Liposomes were also constructed using parasite antigen from which human red cell membranes were removed using a combination of chemical lysis and centrifugation, with or without filtration to produce a soluble parasite extract. In the experiments described below, we used FACS to determine the median fluorescent intensity (MFI) of soluble parasite antigen following staining with antibodies to GlyA (to determine the presence of red cell membranes) and Hoechst to measure parasite DNA (as a surrogate for parasite antigen) (see, FIG. 14).

After establishing the methodology for preparation of soluble parasite extract using chemical lysis and centrifugation, two preparations were made (with and without subsequent filtration). It was estimated, based on Glycophorin A staining, that there was 66% and 60% depletion of red cell membranes in preparations 1 (without filtration) and 2 (with filtration), respectively compared with the unprocessed purified trophozoites (FIG. 14).

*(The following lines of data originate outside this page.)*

//! Streaming control over HTTP.

use axum::extract::State;
use axum::response::IntoResponse;
use axum::routing::post;
use axum::{Json, Router};

use crate::api::dto::ControlResponse;
use crate::app_state::AppState;

/// `POST /control/start` — Start broadcasting frames.
#[utoipa::path(
    post,
    path = "/control/start",
    tag = "Control",
    summary = "Start streaming",
    description = "Starts the broadcast loop. Starting an active stream is a no-op.",
    responses(
        (status = 200, description = "Streaming is active", body = ControlResponse),
    )
)]
pub async fn start_streaming(State(state): State<AppState>) -> impl IntoResponse {
    state.stream.start().await;
    Json(ControlResponse {
        status: "streaming started".to_string(),
    })
}

/// `POST /control/stop` — Stop broadcasting frames.
#[utoipa::path(
    post,
    path = "/control/stop",
    tag = "Control",
    summary = "Stop streaming",
    description = "Stops the broadcast loop and waits for it to exit. Stopping an idle stream is a no-op.",
    responses(
        (status = 200, description = "Streaming is idle", body = ControlResponse),
    )
)]
pub async fn stop_streaming(State(state): State<AppState>) -> impl IntoResponse {
    state.stream.stop().await;
    Json(ControlResponse {
        status: "streaming stopped".to_string(),
    })
}

/// Control routes mounted under `/control`.
pub fn routes() -> Router<AppState> {
    Router::new()
        .route("/control/start", post(start_streaming))
        .route("/control/stop", post(stop_streaming))
}
//! Start/stop state machine for the broadcast stream.
//!
//! [`StreamController`] owns at most one background broadcast task. Both
//! transitions are serialized by an async mutex, so concurrent `start()`
//! calls from many connections still spawn a single loop, and `stop()`
//! returns only after the loop has exited.

use std::sync::atomic::{AtomicBool, Ordering};
use std::sync::{Arc, Mutex, PoisonError};
use std::time::Duration;

use tokio::task::JoinHandle;
use tokio_util::sync::CancellationToken;

use super::broadcast::run_broadcast_loop;
use crate::domain::{ConnectionRegistry, FrameGenerator};

/// The running loop and the token that stops it.
#[derive(Debug)]
struct RunningLoop {
    cancel: CancellationToken,
    task: JoinHandle<()>,
}

/// Owner of the streaming state (Idle or Streaming) and the loop task.
///
/// # Invariants
///
/// - `is_active()` is `true` exactly while a loop task is held.
/// - At most one loop task exists at any time.
#[derive(Debug)]
pub struct StreamController {
    registry: Arc<ConnectionRegistry>,
    generator: Arc<Mutex<FrameGenerator>>,
    interval: Duration,
    active: AtomicBool,
    running: tokio::sync::Mutex<Option<RunningLoop>>,
}

impl StreamController {
    /// Creates an idle controller broadcasting to `registry`.
    #[must_use]
    pub fn new(registry: Arc<ConnectionRegistry>, generator: FrameGenerator) -> Self {
        let interval = generator.sample_interval();
        Self {
            registry,
            generator: Arc::new(Mutex::new(generator)),
            interval,
            active: AtomicBool::new(false),
            running: tokio::sync::Mutex::new(None),
        }
    }

    /// Moves Idle → Streaming by spawning the broadcast loop.
    ///
    /// Returns `false` without side effects if already streaming.
    pub async fn start(&self) -> bool {
        let mut running = self.running.lock().await;
        if running.is_some() {
            return false;
        }

        let cancel = CancellationToken::new();
        let task = tokio::spawn(run_broadcast_loop(
            Arc::clone(&self.registry),
            Arc::clone(&self.generator),
            self.interval,
            cancel.clone(),
        ));
        *running = Some(RunningLoop { cancel, task });
        self.active.store(true, Ordering::SeqCst);

        tracing::info!("streaming started");
        true
    }

    /// Moves Streaming → Idle.
    ///
    /// Cancels the loop, interrupting any pending sleep, and waits for the
    /// task to exit. Deliveries already in flight are allowed to finish
    /// first. Returns `false` without side effects if already idle.
    pub async fn stop(&self) -> bool {
        let mut running = self.running.lock().await;
        self.stop_locked(&mut running).await
    }

    /// Stops the stream only if the registry is empty.
    ///
    /// The emptiness check and the stop happen under the same lock as
    /// [`start`](Self::start), so a connection that registers and starts
    /// the stream concurrently is never left with a dead stream.
    pub async fn stop_if_unattended(&self) -> bool {
        let mut running = self.running.lock().await;
        if running.is_none() || !self.registry.is_empty().await {
            return false;
        }
        self.stop_locked(&mut running).await
    }

    async fn stop_locked(&self, running: &mut Option<RunningLoop>) -> bool {
        let Some(RunningLoop { cancel, task }) = running.take() else {
            return false;
        };

        self.active.store(false, Ordering::SeqCst);
        cancel.cancel();
        if let Err(err) = task.await {
            tracing::warn!(error = %err, "broadcast loop ended abnormally");
        }

        tracing::info!("streaming stopped");
        true
    }

    /// Returns `true` while streaming.
    #[must_use]
    pub fn is_active(&self) -> bool {
        self.active.load(Ordering::SeqCst)
    }

    /// Pause between frames.
    #[must_use]
    pub const fn sample_interval(&self) -> Duration {
        self.interval
    }

    /// Rewinds the frame generator's clock to `0.0`.
    pub fn reset_clock(&self) {
        self.generator
            .lock()
            .unwrap_or_else(PoisonError::into_inner)
            .reset();
    }
}

impl Drop for StreamController {
    fn drop(&mut self) {
        if let Some(running) = self.running.get_mut().take() {
            running.cancel.cancel();
        }
    }
}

The amount of DNA remaining after preparing the soluble parasite extract, based on Hoechst staining, was similar between the two preparations with a depletion of 88% and 89% for preparations 1 and 2 respectively. Unlike the procedure followed for the immunomagnetic beads, this was not used to calculate the immunizing dose for the mice. Rather, the amount of soluble antigen preparation administered per vaccine dose was calculated based on the number of pRBCs that were used as the starting material. Thus, each vaccine dose contained soluble antigen from 10⁷ parasite equivalents (FIG. 14).

Assessment of Anti-Human RBC Antibodies

It was then assessed whether immunization of mice with F3/PHAD liposomes containing red cell membrane-depleted P. falciparum antigens resulted in the induction of anti-human red blood cell (hRBC) antibodies. For these experiments, parasite antigen from preparation 1 (chemical lysis and centrifugation without filtration) and preparation 2 (chemical lysis and centrifugation with filtration) was used to construct the liposomes from which red cell membranes were removed. A third preparation, where red blood cell membranes were not removed (unprocessed Pf antigen) was included as a comparative group. Mice immunized with empty liposomes (i.e., no parasite antigen) were also used as a control. Flow cytometric analyses revealed a significant reduction in anti-hRBC antibodies in mice immunized with P. falciparum soluble antigen preparations 1 (p=0.0278) and 2 (p=0.0159) compared to mice that received liposomes made with P. falciparum parasite antigen without depletion of red cell membranes (i.e., unprocessed pRBCs) (see, FIG. 15). These data support the use of soluble antigen preparations as a method to reduce the induction of alloantibodies to human red cells.

Materials & Methods

Mice

Inbred Bagg Albino (BALB/c) (H-2d) female mice aged 4-6 weeks were purchased from the Animal Resource Centre (ARC) (Canning Vale, Western Australia). All animals were housed under special pathogen free, Physical Containment level 2 (PC2) conditions in the Griffith University Institute for Glycomics animal facility.

All animal procedures were performed in accordance with the Australian Code for the Care and Use of Animals for Scientific Purposes 8th edition (2013) and approved by Griffith University Animal Ethics Committee under ethics approval number GLY/06/20/AEC.

Human and Rodent Malaria Parasites

All liposomes were formulated using a P. falciparum 7G8 laboratory line (see, Stanisic et al., 2015).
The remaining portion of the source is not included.